* WORK REQUIRED
Go through the listing below. Copy each line that has the string "Done".

* RECORDS FOR PROCESSING
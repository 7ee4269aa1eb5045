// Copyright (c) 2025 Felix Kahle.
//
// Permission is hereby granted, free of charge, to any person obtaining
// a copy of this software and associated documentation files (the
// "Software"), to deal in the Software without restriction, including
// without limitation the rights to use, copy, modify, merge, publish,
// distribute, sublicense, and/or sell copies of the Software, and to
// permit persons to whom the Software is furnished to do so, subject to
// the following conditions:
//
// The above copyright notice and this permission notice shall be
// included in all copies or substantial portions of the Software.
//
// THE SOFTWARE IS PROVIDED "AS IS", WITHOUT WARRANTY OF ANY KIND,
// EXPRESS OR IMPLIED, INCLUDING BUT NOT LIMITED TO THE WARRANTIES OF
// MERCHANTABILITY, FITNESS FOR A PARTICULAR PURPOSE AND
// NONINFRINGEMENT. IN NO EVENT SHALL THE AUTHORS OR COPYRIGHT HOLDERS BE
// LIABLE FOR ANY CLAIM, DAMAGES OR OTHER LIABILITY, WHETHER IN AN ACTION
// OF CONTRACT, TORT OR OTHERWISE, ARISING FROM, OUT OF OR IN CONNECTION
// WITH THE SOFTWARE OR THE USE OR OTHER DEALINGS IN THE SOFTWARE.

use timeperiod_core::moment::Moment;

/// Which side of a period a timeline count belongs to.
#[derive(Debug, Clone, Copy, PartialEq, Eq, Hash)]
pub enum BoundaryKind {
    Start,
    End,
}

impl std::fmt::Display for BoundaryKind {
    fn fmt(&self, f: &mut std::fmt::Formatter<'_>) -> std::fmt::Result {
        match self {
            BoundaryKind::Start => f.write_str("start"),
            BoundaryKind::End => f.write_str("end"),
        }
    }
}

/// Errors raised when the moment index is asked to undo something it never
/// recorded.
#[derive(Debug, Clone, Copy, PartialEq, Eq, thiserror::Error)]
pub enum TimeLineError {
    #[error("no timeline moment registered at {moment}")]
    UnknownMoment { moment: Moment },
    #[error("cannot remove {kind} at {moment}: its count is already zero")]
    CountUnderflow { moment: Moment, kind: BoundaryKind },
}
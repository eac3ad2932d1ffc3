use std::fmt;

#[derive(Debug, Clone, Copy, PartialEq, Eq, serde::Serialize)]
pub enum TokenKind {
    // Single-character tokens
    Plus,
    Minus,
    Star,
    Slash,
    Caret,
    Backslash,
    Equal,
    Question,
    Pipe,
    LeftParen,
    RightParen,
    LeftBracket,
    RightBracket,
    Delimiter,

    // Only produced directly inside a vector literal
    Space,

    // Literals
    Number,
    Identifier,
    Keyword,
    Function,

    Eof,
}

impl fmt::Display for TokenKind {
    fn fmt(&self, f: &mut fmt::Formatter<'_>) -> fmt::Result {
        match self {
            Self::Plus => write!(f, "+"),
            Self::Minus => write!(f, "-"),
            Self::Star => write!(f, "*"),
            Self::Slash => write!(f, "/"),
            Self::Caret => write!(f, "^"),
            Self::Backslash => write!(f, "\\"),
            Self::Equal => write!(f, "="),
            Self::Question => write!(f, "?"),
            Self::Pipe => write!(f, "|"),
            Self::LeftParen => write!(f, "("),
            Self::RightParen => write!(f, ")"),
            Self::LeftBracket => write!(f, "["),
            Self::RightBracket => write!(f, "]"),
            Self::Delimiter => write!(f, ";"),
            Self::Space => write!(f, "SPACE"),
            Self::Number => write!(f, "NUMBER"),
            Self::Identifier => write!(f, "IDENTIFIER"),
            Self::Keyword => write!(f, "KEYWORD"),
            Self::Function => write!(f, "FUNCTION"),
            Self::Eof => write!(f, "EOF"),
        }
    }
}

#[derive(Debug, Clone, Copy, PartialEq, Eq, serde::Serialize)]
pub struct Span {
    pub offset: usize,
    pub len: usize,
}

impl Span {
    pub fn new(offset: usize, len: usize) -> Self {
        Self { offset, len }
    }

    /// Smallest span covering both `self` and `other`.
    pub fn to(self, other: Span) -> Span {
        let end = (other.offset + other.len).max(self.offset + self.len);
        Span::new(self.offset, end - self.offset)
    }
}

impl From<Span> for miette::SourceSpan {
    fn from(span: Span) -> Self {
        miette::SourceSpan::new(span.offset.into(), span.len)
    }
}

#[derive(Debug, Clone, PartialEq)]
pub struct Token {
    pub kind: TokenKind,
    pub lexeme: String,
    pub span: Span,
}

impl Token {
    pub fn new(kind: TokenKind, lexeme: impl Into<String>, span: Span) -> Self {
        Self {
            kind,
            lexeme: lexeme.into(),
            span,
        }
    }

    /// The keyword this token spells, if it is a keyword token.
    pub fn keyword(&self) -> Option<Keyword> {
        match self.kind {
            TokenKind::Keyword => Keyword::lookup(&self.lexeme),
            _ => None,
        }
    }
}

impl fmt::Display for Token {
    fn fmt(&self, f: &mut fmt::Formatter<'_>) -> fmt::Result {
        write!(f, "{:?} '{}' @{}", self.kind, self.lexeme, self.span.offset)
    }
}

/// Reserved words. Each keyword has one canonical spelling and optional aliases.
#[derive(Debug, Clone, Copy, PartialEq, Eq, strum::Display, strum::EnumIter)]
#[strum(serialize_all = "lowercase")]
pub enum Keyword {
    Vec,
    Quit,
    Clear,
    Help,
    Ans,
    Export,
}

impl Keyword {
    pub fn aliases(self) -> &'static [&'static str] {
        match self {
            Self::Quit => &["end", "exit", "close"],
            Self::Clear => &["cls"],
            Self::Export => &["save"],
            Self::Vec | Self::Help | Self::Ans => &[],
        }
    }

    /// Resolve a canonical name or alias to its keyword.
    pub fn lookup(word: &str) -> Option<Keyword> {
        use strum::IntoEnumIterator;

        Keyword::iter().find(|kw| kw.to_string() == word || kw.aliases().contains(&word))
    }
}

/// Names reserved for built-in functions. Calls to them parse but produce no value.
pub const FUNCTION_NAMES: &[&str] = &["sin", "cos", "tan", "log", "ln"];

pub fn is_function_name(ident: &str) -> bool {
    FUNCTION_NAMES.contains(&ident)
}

--

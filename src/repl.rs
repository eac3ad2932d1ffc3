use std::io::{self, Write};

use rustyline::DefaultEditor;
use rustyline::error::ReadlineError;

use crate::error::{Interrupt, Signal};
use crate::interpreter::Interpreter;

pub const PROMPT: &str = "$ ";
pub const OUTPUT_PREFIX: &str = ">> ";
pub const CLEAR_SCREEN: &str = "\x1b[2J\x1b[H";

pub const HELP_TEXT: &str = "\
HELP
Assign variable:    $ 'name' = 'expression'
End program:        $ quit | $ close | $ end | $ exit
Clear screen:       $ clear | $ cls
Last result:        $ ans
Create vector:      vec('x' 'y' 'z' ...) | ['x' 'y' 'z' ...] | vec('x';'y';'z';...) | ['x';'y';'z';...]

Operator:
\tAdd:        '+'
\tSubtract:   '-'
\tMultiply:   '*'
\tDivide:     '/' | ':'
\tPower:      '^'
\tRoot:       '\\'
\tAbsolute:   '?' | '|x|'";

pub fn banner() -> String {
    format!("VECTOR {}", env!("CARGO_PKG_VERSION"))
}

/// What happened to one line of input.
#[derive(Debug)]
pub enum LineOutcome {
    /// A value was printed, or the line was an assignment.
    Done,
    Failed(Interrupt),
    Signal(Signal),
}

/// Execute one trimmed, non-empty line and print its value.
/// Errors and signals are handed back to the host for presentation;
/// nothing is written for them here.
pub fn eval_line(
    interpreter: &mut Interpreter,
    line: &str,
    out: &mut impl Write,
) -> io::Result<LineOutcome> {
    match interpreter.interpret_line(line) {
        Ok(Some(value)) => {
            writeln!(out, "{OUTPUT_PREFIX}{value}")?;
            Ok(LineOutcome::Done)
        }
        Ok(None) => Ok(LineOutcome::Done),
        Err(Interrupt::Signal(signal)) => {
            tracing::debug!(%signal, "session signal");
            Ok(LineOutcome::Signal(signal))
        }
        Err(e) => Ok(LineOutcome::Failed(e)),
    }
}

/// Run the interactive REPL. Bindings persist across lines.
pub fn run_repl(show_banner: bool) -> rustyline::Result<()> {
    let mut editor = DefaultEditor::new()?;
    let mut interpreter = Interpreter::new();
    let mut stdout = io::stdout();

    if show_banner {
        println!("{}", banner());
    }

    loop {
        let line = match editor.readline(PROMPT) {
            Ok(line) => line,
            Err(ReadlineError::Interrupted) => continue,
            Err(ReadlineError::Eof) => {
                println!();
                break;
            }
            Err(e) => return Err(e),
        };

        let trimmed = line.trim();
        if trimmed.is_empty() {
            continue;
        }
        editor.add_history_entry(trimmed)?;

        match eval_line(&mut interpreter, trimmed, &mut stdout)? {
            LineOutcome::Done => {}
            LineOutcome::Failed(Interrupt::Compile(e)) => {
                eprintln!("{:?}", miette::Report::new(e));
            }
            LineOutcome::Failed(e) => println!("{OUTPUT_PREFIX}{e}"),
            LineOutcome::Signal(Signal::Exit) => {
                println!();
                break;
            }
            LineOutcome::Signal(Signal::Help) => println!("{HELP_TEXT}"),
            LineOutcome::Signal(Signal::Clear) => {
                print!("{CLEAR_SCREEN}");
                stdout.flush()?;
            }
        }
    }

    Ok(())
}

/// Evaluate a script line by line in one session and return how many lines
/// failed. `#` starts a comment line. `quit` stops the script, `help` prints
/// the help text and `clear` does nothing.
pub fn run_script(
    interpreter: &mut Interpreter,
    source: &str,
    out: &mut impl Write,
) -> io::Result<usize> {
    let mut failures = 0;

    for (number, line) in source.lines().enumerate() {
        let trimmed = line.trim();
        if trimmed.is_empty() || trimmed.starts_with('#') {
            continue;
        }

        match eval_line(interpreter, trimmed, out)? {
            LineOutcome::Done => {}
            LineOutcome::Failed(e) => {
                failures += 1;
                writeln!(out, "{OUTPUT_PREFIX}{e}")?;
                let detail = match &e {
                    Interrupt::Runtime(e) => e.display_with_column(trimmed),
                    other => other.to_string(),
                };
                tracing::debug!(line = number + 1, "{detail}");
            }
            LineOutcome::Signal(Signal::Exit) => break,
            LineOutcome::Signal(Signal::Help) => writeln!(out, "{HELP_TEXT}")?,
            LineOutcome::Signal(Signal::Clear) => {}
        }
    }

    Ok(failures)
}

==

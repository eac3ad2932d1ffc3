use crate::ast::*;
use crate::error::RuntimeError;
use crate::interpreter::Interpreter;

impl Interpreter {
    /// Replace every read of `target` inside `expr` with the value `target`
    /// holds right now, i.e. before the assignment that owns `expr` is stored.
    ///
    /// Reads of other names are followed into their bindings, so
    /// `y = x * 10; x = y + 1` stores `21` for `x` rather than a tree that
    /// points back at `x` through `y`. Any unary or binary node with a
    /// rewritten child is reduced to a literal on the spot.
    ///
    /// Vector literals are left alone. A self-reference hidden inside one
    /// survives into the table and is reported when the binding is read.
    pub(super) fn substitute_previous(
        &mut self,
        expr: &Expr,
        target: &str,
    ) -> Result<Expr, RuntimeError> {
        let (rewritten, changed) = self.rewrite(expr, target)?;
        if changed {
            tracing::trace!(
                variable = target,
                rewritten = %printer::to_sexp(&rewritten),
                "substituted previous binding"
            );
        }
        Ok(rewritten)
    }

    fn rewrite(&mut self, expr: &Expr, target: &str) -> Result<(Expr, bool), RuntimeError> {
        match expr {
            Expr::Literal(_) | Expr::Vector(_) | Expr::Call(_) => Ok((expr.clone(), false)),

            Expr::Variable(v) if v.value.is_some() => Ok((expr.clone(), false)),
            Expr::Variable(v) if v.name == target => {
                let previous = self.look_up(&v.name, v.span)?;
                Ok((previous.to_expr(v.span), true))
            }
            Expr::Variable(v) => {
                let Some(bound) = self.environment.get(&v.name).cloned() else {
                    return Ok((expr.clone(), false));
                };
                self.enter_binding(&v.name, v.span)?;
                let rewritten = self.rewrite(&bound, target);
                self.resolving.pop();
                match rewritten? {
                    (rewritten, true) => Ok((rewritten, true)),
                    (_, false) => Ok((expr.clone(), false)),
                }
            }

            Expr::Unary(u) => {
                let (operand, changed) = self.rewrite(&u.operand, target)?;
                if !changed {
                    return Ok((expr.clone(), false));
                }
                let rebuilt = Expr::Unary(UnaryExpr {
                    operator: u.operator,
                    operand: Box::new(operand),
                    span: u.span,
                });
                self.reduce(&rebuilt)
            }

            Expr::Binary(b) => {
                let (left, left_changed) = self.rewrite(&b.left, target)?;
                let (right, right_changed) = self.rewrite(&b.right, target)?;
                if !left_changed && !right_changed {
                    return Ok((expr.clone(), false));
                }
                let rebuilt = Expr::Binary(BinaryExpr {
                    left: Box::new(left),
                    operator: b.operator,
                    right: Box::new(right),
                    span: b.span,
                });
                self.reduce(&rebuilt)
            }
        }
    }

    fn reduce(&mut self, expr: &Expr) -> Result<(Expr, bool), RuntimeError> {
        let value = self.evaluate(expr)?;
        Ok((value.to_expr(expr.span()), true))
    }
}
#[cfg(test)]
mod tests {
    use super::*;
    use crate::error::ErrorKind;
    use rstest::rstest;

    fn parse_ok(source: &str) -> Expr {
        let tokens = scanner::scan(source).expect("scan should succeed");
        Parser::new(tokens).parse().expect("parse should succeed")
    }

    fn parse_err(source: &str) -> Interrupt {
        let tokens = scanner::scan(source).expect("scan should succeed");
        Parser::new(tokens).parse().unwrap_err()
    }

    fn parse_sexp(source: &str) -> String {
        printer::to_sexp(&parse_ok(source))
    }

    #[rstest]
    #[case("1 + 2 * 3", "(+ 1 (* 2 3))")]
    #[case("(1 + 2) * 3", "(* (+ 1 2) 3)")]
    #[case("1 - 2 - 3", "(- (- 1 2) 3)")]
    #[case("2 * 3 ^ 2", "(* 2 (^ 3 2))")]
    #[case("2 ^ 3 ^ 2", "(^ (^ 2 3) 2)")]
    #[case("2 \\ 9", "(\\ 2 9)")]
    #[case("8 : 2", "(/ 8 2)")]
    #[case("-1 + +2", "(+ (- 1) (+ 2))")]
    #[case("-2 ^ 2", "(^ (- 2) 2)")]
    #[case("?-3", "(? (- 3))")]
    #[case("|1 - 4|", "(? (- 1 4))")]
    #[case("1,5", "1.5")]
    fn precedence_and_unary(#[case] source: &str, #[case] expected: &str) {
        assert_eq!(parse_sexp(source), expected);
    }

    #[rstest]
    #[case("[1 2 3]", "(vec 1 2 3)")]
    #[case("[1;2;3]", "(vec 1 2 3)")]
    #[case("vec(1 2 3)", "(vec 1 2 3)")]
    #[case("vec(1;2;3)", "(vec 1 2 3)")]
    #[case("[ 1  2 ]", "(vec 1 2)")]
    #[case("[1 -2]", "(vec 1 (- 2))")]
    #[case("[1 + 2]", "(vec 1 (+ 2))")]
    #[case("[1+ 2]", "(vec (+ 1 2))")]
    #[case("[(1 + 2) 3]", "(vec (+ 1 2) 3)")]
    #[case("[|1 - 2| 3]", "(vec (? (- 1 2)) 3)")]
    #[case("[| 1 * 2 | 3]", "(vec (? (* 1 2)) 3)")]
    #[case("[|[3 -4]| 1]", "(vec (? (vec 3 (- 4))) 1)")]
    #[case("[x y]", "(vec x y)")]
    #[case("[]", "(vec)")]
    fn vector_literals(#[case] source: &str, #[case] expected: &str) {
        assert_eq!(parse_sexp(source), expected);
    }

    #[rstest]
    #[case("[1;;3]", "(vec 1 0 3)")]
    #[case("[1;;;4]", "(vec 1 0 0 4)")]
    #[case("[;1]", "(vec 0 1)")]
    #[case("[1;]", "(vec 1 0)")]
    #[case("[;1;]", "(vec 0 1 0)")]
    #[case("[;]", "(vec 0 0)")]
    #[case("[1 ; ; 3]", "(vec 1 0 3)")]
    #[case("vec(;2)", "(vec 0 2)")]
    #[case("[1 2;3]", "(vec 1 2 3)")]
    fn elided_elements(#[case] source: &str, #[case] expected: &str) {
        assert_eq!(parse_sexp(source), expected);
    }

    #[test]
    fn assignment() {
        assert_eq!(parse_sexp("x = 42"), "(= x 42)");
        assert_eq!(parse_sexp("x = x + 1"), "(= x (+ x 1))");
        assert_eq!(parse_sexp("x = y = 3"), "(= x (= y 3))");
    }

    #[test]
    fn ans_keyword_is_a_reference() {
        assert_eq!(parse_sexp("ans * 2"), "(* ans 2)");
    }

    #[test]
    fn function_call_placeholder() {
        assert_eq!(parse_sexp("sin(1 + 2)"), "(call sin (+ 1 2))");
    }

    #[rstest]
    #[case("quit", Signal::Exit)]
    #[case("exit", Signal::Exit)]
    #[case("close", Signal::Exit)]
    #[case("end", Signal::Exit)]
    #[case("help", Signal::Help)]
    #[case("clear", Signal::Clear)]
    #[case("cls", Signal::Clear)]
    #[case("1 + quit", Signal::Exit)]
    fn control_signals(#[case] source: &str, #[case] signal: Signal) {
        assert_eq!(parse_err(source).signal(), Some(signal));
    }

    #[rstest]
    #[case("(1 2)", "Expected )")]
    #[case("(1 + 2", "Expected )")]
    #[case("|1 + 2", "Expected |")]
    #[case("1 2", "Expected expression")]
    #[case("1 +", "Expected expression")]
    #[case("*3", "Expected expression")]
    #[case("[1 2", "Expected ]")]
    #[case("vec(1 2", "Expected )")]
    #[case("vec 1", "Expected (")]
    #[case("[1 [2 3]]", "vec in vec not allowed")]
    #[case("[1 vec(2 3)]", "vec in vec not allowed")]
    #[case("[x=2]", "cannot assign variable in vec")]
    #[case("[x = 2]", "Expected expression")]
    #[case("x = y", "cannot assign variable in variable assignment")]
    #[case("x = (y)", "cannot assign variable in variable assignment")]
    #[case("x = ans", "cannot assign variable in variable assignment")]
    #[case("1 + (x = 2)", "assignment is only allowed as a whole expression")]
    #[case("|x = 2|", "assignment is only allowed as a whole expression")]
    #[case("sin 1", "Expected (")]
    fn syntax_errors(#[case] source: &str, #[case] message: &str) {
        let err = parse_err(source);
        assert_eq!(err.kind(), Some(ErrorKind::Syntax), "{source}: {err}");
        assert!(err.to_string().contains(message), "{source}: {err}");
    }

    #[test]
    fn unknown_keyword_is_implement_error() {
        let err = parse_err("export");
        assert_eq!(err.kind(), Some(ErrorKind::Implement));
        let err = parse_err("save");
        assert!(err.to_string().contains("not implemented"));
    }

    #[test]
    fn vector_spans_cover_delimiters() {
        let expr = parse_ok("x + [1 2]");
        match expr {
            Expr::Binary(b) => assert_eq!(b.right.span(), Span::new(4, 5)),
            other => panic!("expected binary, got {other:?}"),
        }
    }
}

* SOLUTION TO THIS EXERCISE
    Done,
            Ok(LineOutcome::Done)
        Ok(None) => Ok(LineOutcome::Done),
            LineOutcome::Done => {}
            LineOutcome::Done => {}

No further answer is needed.